• Work order: Show every line of the data that contains the string "stages".

• Data records:

use crate::segment::{Phrase, PhraseSpan, build_span_index, synthesis_text};
use tracing::warn;

/// Reader-related model: the processed text and its span index.
///
/// Rebuilt from scratch whenever new content is processed; no phrase or span
/// outlives the rendering it came from.
pub struct ReaderState {
    pub(in crate::app) phrases: Vec<Phrase>,
    pub(in crate::app) spans: Vec<PhraseSpan>,
    pub(in crate::app) synthesis_text: String,
    pub(in crate::app) selected_phrase: Option<usize>,
    pub(in crate::app) demo_mode: bool,
}

impl ReaderState {
    pub(in crate::app) fn empty() -> Self {
        Self {
            phrases: Vec::new(),
            spans: Vec::new(),
            synthesis_text: String::new(),
            selected_phrase: None,
            demo_mode: false,
        }
    }

    /// Install freshly processed phrases, rebuilding the span index.
    ///
    /// Verifies that concatenating the phrase texts reconstructs the text that
    /// was submitted; a mismatch means mark offsets will not line up, which is
    /// logged rather than silently mis-highlighted.
    pub(in crate::app) fn install(&mut self, phrases: Vec<Phrase>, submitted_text: &str, demo_mode: bool) {
        let reconstructed: String = phrases.iter().map(|p| p.text.as_str()).collect();
        if reconstructed != submitted_text {
            warn!(
                submitted_chars = submitted_text.chars().count(),
                reconstructed_chars = reconstructed.chars().count(),
                "Phrase concatenation does not reconstruct the submitted text; \
                 highlight offsets may be wrong"
            );
        }
        self.spans = build_span_index(&phrases);
        self.synthesis_text = synthesis_text(&phrases);
        self.phrases = phrases;
        self.selected_phrase = None;
        self.demo_mode = demo_mode;
    }

    pub(in crate::app) fn has_content(&self) -> bool {
        !self.spans.is_empty()
    }

    pub(in crate::app) fn select_phrase_checked(&mut self, phrase_idx: usize) {
        if phrase_idx < self.phrases.len() && !self.phrases[phrase_idx].is_line_break() {
            self.selected_phrase = Some(phrase_idx);
        }
    }
}

#[cfg(test)]
mod tests {
    use super::*;

    fn phrase(text: &str) -> Phrase {
        Phrase {
            text: text.to_string(),
            pinyin: String::new(),
            definition: String::new(),
            all_entries: Vec::new(),
        }
    }

    #[test]
    fn install_rebuilds_index_and_clears_selection() {
        let mut reader = ReaderState::empty();
        reader.selected_phrase = Some(7);
        reader.install(vec![phrase("你好"), phrase("\n"), phrase("吗")], "你好\n吗", false);
        assert_eq!(reader.spans.len(), 2);
        assert_eq!(reader.synthesis_text, "你好吗");
        assert_eq!(reader.selected_phrase, None);
        assert!(reader.has_content());
    }

    #[test]
    fn line_breaks_cannot_be_selected() {
        let mut reader = ReaderState::empty();
        reader.install(vec![phrase("好"), phrase("\n")], "好\n", false);
        reader.select_phrase_checked(1);
        assert_eq!(reader.selected_phrase, None);
        reader.select_phrase_checked(0);
        assert_eq!(reader.selected_phrase, Some(0));
    }
}
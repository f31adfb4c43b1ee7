use std::sync::Arc;

use crate::error::{QuizError, StoreError};
use crate::metrics::{record_answer_graded, DUPLICATE_SUBMISSIONS_TOTAL, STATE_CONFLICTS_TOTAL};
use crate::models::{AnswerRecord, GradeOutcome, Question, SubmitAnswerRequest, UserSessionState};
use crate::services::leaderboard_service::LeaderboardService;
use crate::services::scoring;
use crate::stores::{QuestionCatalog, SessionStore};
use crate::utils::retry::{retry_transient, RetryPolicy};

/// Grades submissions at most once per (user, question).
pub struct AnswerService {
    catalog: Arc<dyn QuestionCatalog>,
    store: Arc<dyn SessionStore>,
    leaderboard: LeaderboardService,
    read_policy: RetryPolicy,
}

impl AnswerService {
    pub fn new(
        catalog: Arc<dyn QuestionCatalog>,
        store: Arc<dyn SessionStore>,
        leaderboard: LeaderboardService,
    ) -> Self {
        Self {
            catalog,
            store,
            leaderboard,
            read_policy: RetryPolicy::reads(),
        }
    }

    pub fn with_read_policy(mut self, policy: RetryPolicy) -> Self {
        self.read_policy = policy;
        self
    }

    pub async fn submit(&self, req: &SubmitAnswerRequest) -> Result<GradeOutcome, QuizError> {
        tracing::info!(
            "Processing answer submission: user={}, question={}",
            req.user_id,
            req.question_id
        );

        let state = self.load_state(&req.user_id).await?;

        let question = retry_transient(&self.read_policy, "catalog.find", || {
            self.catalog.find(&req.question_id)
        })
        .await?
        .ok_or_else(|| QuizError::QuestionNotFound(req.question_id.clone()))?;

        let existing = retry_transient(&self.read_policy, "answer_records.find", || {
            self.store.find_answer_record(&req.user_id, &req.question_id)
        })
        .await?;
        if let Some(record) = existing {
            return Ok(replay(&record, &question, state));
        }

        let expected_version = state.state_version;
        let transition = scoring::apply(&state, &question, &req.answer);
        let record = AnswerRecord::new(
            &req.user_id,
            &req.question_id,
            transition.is_correct,
            transition.score_delta,
        );

        match self
            .store
            .commit_grading(&transition.state, expected_version, &record)
            .await
        {
            Ok(()) => {}
            // A concurrent submission for the same pair committed first.
            Err(StoreError::AlreadyExists) => return self.replay_committed(req, &question).await,
            Err(StoreError::Conflict) => {
                STATE_CONFLICTS_TOTAL.with_label_values(&["grading"]).inc();
                tracing::warn!(
                    "State of user {} moved past version {} while grading {}",
                    req.user_id,
                    expected_version,
                    req.question_id
                );
                return Err(QuizError::ConcurrentStateConflict(req.user_id.clone()));
            }
            Err(e) => return Err(QuizError::from_store(&req.user_id, e)),
        }

        record_answer_graded(transition.is_correct);
        tracing::info!(
            "Graded answer: user={}, question={}, correct={}, delta={}, score={}, difficulty={}, streak={}",
            req.user_id,
            req.question_id,
            transition.is_correct,
            transition.score_delta,
            transition.state.score,
            transition.state.difficulty,
            transition.state.streak
        );

        self.leaderboard.record(&transition.state).await;

        Ok(GradeOutcome {
            is_correct: transition.is_correct,
            correct_answer: question.correct_answer,
            score_delta: transition.score_delta,
            duplicate: false,
            state: transition.state,
        })
    }

    async fn load_state(&self, user_id: &str) -> Result<UserSessionState, QuizError> {
        retry_transient(&self.read_policy, "user_states.find", || {
            self.store.get_user_state(user_id)
        })
        .await?
        .ok_or_else(|| QuizError::UserNotFound(user_id.to_string()))
    }

    async fn replay_committed(
        &self,
        req: &SubmitAnswerRequest,
        question: &Question,
    ) -> Result<GradeOutcome, QuizError> {
        let state = self.load_state(&req.user_id).await?;
        let record = self
            .store
            .find_answer_record(&req.user_id, &req.question_id)
            .await?
            .ok_or_else(|| {
                QuizError::Storage(anyhow::anyhow!(
                    "answer record for {}/{} reported but not found",
                    req.user_id,
                    req.question_id
                ))
            })?;
        Ok(replay(&record, question, state))
    }
}

fn replay(record: &AnswerRecord, question: &Question, state: UserSessionState) -> GradeOutcome {
    DUPLICATE_SUBMISSIONS_TOTAL.inc();
    tracing::info!(
        "Duplicate submission: user={}, question={}, answered at {}",
        record.user_id,
        record.question_id,
        record.answered_at
    );
    GradeOutcome {
        is_correct: record.is_correct,
        correct_answer: question.correct_answer.clone(),
        score_delta: 0,
        duplicate: true,
        state,
    }
}
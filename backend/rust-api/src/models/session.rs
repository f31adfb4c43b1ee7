use serde::{Deserialize, Serialize};
use validator::Validate;

use super::question::QuestionView;
use super::user_state::UserSnapshot;

#[derive(Debug, Deserialize, Validate)]
pub struct NextQuestionQuery {
    #[validate(length(min = 1, max = 64, message = "user_id must be 1-64 characters"))]
    pub user_id: String,
}

/// `/users/{user_id}/...` path parameters.
#[derive(Debug, Deserialize, Validate)]
pub struct UserPath {
    #[validate(length(min = 1, max = 64, message = "user_id must be 1-64 characters"))]
    pub user_id: String,
}

#[derive(Debug, Serialize, Deserialize)]
pub struct NextQuestionResponse {
    pub user: UserSnapshot,
    pub question: QuestionView,
}

#[derive(Debug, Serialize, Deserialize)]
pub struct ResetStatsResponse {
    pub success: bool,
    pub message: String,
    pub user: UserSnapshot,
}
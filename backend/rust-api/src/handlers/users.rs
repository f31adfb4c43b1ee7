use axum::{extract::State, http::StatusCode, response::IntoResponse, Json};
use std::sync::Arc;

use crate::error::QuizError;
use crate::extractors::AppPath;
use crate::models::{ResetStatsResponse, UserPath};
use crate::services::AppState;

pub async fn get_state(
    State(state): State<Arc<AppState>>,
    AppPath(UserPath { user_id }): AppPath<UserPath>,
) -> Result<impl IntoResponse, QuizError> {
    let snapshot = state.session_service().get_state(&user_id).await?;
    Ok((StatusCode::OK, Json(snapshot)))
}

pub async fn reset_stats(
    State(state): State<Arc<AppState>>,
    AppPath(UserPath { user_id }): AppPath<UserPath>,
) -> Result<impl IntoResponse, QuizError> {
    tracing::info!("Resetting stats for user_id={}", user_id);

    let user = state.session_service().reset(&user_id).await?;
    Ok((
        StatusCode::OK,
        Json(ResetStatsResponse {
            success: true,
            message: "Stats reset successfully".to_string(),
            user,
        }),
    ))
}
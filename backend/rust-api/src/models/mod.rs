pub mod answer;
pub mod leaderboard;
pub mod question;
pub mod session;
pub mod user_state;

pub use answer::{AnswerRecord, GradeOutcome, SubmitAnswerRequest, SubmitAnswerResponse};
pub use leaderboard::{Board, LeaderboardEntry, LeaderboardQuery, LeaderboardResponse, RankedEntry};
pub use question::{Difficulty, DifficultyRange, Question, QuestionFilter, QuestionSeed, QuestionView};
pub use session::{NextQuestionQuery, NextQuestionResponse, ResetStatsResponse, UserPath};
pub use user_state::{UserSessionState, UserSnapshot};
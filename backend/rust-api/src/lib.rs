use axum::{
    http::{header, Method},
    middleware,
    routing::{get, post},
    Router,
};
use std::sync::Arc;
use tower_http::{cors::CorsLayer, trace::TraceLayer};

pub mod config;
pub mod error;
pub mod extractors;
pub mod handlers;
pub mod metrics;
pub mod middlewares;
pub mod models;
pub mod services;
pub mod stores;
pub mod utils;

pub use config::Config;
pub use error::{QuizError, StoreError};
pub use services::AppState;

pub fn create_router(app_state: Arc<AppState>) -> Router {
    let cors = CorsLayer::new()
        .allow_methods([Method::GET, Method::POST, Method::OPTIONS])
        .allow_headers([header::AUTHORIZATION, header::CONTENT_TYPE])
        .allow_origin(tower_http::cors::Any);

    Router::new()
        .route("/health", get(handlers::health_check))
        .route(
            "/metrics",
            get(handlers::metrics_handler).layer(middleware::from_fn_with_state(
                app_state.clone(),
                handlers::metrics_auth_middleware,
            )),
        )
        .nest("/api/v1", api_routes().layer(cors))
        .with_state(app_state)
        .layer(middleware::from_fn(
            middlewares::metrics::metrics_middleware,
        ))
        .layer(middleware::from_fn(
            middlewares::trace::trace_context_middleware,
        ))
        .layer(TraceLayer::new_for_http())
}

fn api_routes() -> Router<Arc<AppState>> {
    Router::new()
        .route("/quiz/next", get(handlers::quiz::next_question))
        .route("/quiz/answer", post(handlers::quiz::submit_answer))
        .route("/users/{user_id}/state", get(handlers::users::get_state))
        .route("/users/{user_id}/reset", post(handlers::users::reset_stats))
        .route("/leaderboard", get(handlers::leaderboard::get_leaderboard))
}
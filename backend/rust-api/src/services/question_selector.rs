//! Next-question selection without repeats inside a cycle.
//!
//! Fallback chain: exact difficulty → neighbouring difficulties → cycle reset
//! (history cleared and committed) → any difficulty → `CatalogEmpty`.

use rand::Rng;
use std::sync::Arc;

use crate::error::QuizError;
use crate::metrics::{QUESTIONS_SERVED_TOTAL, QUESTION_CYCLES_RESET_TOTAL, STATE_CONFLICTS_TOTAL};
use crate::models::{DifficultyRange, Question, QuestionFilter, UserSessionState};
use crate::stores::{QuestionCatalog, SessionStore};
use crate::utils::retry::{retry_transient, RetryPolicy};

#[derive(Debug, Clone, Copy, PartialEq, Eq)]
pub enum SelectionStage {
    /// Unused question at the user's difficulty.
    Exact,
    /// Unused question one level above or below.
    Widened,
    /// History was cleared; question at the user's difficulty.
    CycleReset,
    /// Any question in the catalog.
    AnyDifficulty,
}

impl SelectionStage {
    pub fn as_str(self) -> &'static str {
        match self {
            SelectionStage::Exact => "exact",
            SelectionStage::Widened => "widened",
            SelectionStage::CycleReset => "cycle_reset",
            SelectionStage::AnyDifficulty => "any_difficulty",
        }
    }
}

#[derive(Debug, Clone)]
pub struct Selection {
    pub question: Question,
    pub stage: SelectionStage,
}

pub struct QuestionSelector {
    catalog: Arc<dyn QuestionCatalog>,
    store: Arc<dyn SessionStore>,
    read_policy: RetryPolicy,
}

fn pick_uniform(mut candidates: Vec<Question>) -> Option<Question> {
    if candidates.is_empty() {
        return None;
    }
    let index = rand::rng().random_range(0..candidates.len());
    Some(candidates.swap_remove(index))
}

impl QuestionSelector {
    pub fn new(catalog: Arc<dyn QuestionCatalog>, store: Arc<dyn SessionStore>) -> Self {
        Self {
            catalog,
            store,
            read_policy: RetryPolicy::reads(),
        }
    }

    pub fn with_read_policy(mut self, policy: RetryPolicy) -> Self {
        self.read_policy = policy;
        self
    }

    async fn sample(&self, filter: QuestionFilter) -> Result<Option<Question>, QuizError> {
        let candidates = retry_transient(&self.read_policy, "catalog.query", || {
            self.catalog.query(&filter)
        })
        .await?;
        Ok(pick_uniform(candidates))
    }

    /// Picks the next question for `state`. A cycle reset is committed to the
    /// store right away and reflected in `state`, whether or not a question
    /// is found afterwards.
    pub async fn select_next(&self, state: &mut UserSessionState) -> Result<Selection, QuizError> {
        let exact = DifficultyRange::exact(state.difficulty);

        let stages = [
            (SelectionStage::Exact, exact),
            (SelectionStage::Widened, state.difficulty.neighbourhood()),
        ];
        for (stage, range) in stages {
            let filter = QuestionFilter::in_range(range).excluding(&state.used_question_ids);
            if let Some(question) = self.sample(filter).await? {
                return Ok(self.served(state, question, stage));
            }
        }

        self.reset_cycle(state).await?;
        if let Some(question) = self.sample(QuestionFilter::in_range(exact)).await? {
            return Ok(self.served(state, question, SelectionStage::CycleReset));
        }

        if let Some(question) = self.sample(QuestionFilter::any()).await? {
            tracing::warn!(
                "No questions near difficulty {} for user {}, serving question {} at difficulty {}",
                state.difficulty,
                state.user_id,
                question.id,
                question.difficulty
            );
            return Ok(self.served(state, question, SelectionStage::AnyDifficulty));
        }

        tracing::error!("Question catalog is empty, cannot serve user {}", state.user_id);
        Err(QuizError::CatalogEmpty)
    }

    async fn reset_cycle(&self, state: &mut UserSessionState) -> Result<(), QuizError> {
        let expected_version = state.state_version;
        let mut next = state.clone();
        if !next.start_new_cycle() {
            return Ok(());
        }

        if let Err(e) = self
            .store
            .commit_user_state(&next, Some(expected_version))
            .await
        {
            if matches!(e, crate::error::StoreError::Conflict) {
                STATE_CONFLICTS_TOTAL.with_label_values(&["cycle_reset"]).inc();
            }
            return Err(QuizError::from_store(&state.user_id, e));
        }

        QUESTION_CYCLES_RESET_TOTAL.inc();
        tracing::info!(
            "User {} exhausted reachable questions at difficulty {}, starting a new cycle",
            state.user_id,
            state.difficulty
        );
        *state = next;
        Ok(())
    }

    fn served(&self, state: &UserSessionState, question: Question, stage: SelectionStage) -> Selection {
        QUESTIONS_SERVED_TOTAL
            .with_label_values(&[stage.as_str()])
            .inc();
        tracing::debug!(
            "Serving question {} (difficulty {}) to user {} via {} selection",
            question.id,
            question.difficulty,
            state.user_id,
            stage.as_str()
        );
        Selection { question, stage }
    }
}

#[cfg(test)]
mod tests {
    use super::*;
    use crate::models::Difficulty;
    use crate::stores::{MemoryCatalog, MemorySessionStore};

    fn question(id: &str, level: u8) -> Question {
        Question {
            id: id.to_string(),
            difficulty: Difficulty::new(level).unwrap(),
            prompt: format!("Question {}", id),
            choices: vec!["a".to_string(), "b".to_string()],
            correct_answer: "a".to_string(),
        }
    }

    async fn setup(
        questions: Vec<Question>,
        user: UserSessionState,
    ) -> (QuestionSelector, Arc<MemorySessionStore>, UserSessionState) {
        let store = Arc::new(MemorySessionStore::new());
        let stored = store.create_user_state(user).await.unwrap();
        let selector = QuestionSelector::new(
            Arc::new(MemoryCatalog::with_questions(questions)),
            store.clone(),
        )
        .with_read_policy(RetryPolicy::none());
        (selector, store, stored)
    }

    fn user_at(level: u8, used: &[&str]) -> UserSessionState {
        let mut state = UserSessionState::new("selector-user");
        state.difficulty = Difficulty::new(level).unwrap();
        state.used_question_ids = used.iter().map(|s| s.to_string()).collect();
        state
    }

    #[tokio::test]
    async fn prefers_unused_question_at_exact_difficulty() {
        let (selector, _, mut state) = setup(
            vec![question("e1", 3), question("e2", 3), question("w1", 4)],
            user_at(3, &["e1"]),
        )
        .await;

        let selection = selector.select_next(&mut state).await.unwrap();
        assert_eq!(selection.stage, SelectionStage::Exact);
        assert_eq!(selection.question.id, "e2");
        assert_eq!(state.state_version, 0);
    }

    #[tokio::test]
    async fn widens_to_neighbouring_levels() {
        let (selector, _, mut state) = setup(
            vec![question("e1", 3), question("w1", 4), question("far", 7)],
            user_at(3, &["e1"]),
        )
        .await;

        let selection = selector.select_next(&mut state).await.unwrap();
        assert_eq!(selection.stage, SelectionStage::Widened);
        assert_eq!(selection.question.id, "w1");
    }

    #[tokio::test]
    async fn exhausted_cycle_is_cleared_and_committed() {
        let mut user = user_at(3, &["e1", "w1"]);
        user.streak_question_ids.insert("w1".to_string());
        let (selector, store, mut state) =
            setup(vec![question("e1", 3), question("w1", 2), question("far", 9)], user).await;

        let selection = selector.select_next(&mut state).await.unwrap();

        assert_eq!(selection.stage, SelectionStage::CycleReset);
        assert_eq!(selection.question.id, "e1");
        assert!(state.used_question_ids.is_empty());
        assert!(state.streak_question_ids.is_empty());
        assert_eq!(state.state_version, 1);

        let stored = store.get_user_state("selector-user").await.unwrap().unwrap();
        assert!(stored.used_question_ids.is_empty());
        assert_eq!(stored.state_version, 1);
    }

    #[tokio::test]
    async fn falls_back_to_any_difficulty_after_committing_reset() {
        let (selector, store, mut state) =
            setup(vec![question("far", 9)], user_at(2, &["old"])).await;

        let selection = selector.select_next(&mut state).await.unwrap();

        assert_eq!(selection.stage, SelectionStage::AnyDifficulty);
        assert_eq!(selection.question.id, "far");
        let stored = store.get_user_state("selector-user").await.unwrap().unwrap();
        assert!(stored.used_question_ids.is_empty());
    }

    #[tokio::test]
    async fn empty_history_skips_the_reset_commit() {
        let (selector, _, mut state) = setup(vec![question("far", 9)], user_at(2, &[])).await;

        let selection = selector.select_next(&mut state).await.unwrap();

        assert_eq!(selection.stage, SelectionStage::AnyDifficulty);
        assert_eq!(state.state_version, 0);
    }

    #[tokio::test]
    async fn empty_catalog_is_fatal() {
        let (selector, _, mut state) = setup(Vec::new(), user_at(1, &[])).await;

        let result = selector.select_next(&mut state).await;
        assert!(matches!(result, Err(QuizError::CatalogEmpty)));
    }

    #[tokio::test]
    async fn stale_state_conflicts_on_reset() {
        let (selector, store, state) =
            setup(vec![question("only", 5)], user_at(5, &["only"])).await;

        let mut newer = state.clone();
        newer.state_version = 3;
        store.commit_user_state(&newer, None).await.unwrap();

        let mut stale = state;
        let result = selector.select_next(&mut stale).await;
        assert!(matches!(result, Err(QuizError::ConcurrentStateConflict(_))));
    }

    #[tokio::test]
    async fn serving_does_not_commit_history() {
        let (selector, store, mut state) =
            setup(vec![question("only", 2), question("other", 6)], user_at(2, &[])).await;

        let first = selector.select_next(&mut state).await.unwrap();
        let second = selector.select_next(&mut state).await.unwrap();

        assert_eq!(first.question.id, "only");
        assert_eq!(second.question.id, "only");
        assert!(state.used_question_ids.is_empty());
        let stored = store.get_user_state("selector-user").await.unwrap().unwrap();
        assert!(stored.used_question_ids.is_empty());
        assert_eq!(stored.state_version, 0);
    }

    #[tokio::test]
    async fn serves_every_question_once_per_cycle() {
        let catalog: Vec<Question> = (0..4).map(|i| question(&format!("q{}", i), 1)).collect();
        let (selector, _, mut state) = setup(catalog, user_at(1, &[])).await;

        let mut seen = std::collections::BTreeSet::new();
        for _ in 0..4 {
            let selection = selector.select_next(&mut state).await.unwrap();
            assert_eq!(selection.stage, SelectionStage::Exact);
            state.used_question_ids.insert(selection.question.id.clone());
            seen.insert(selection.question.id);
        }
        assert_eq!(seen.len(), 4);
    }
}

• Completed exercise:
        let stages = [
        for (stage, range) in stages {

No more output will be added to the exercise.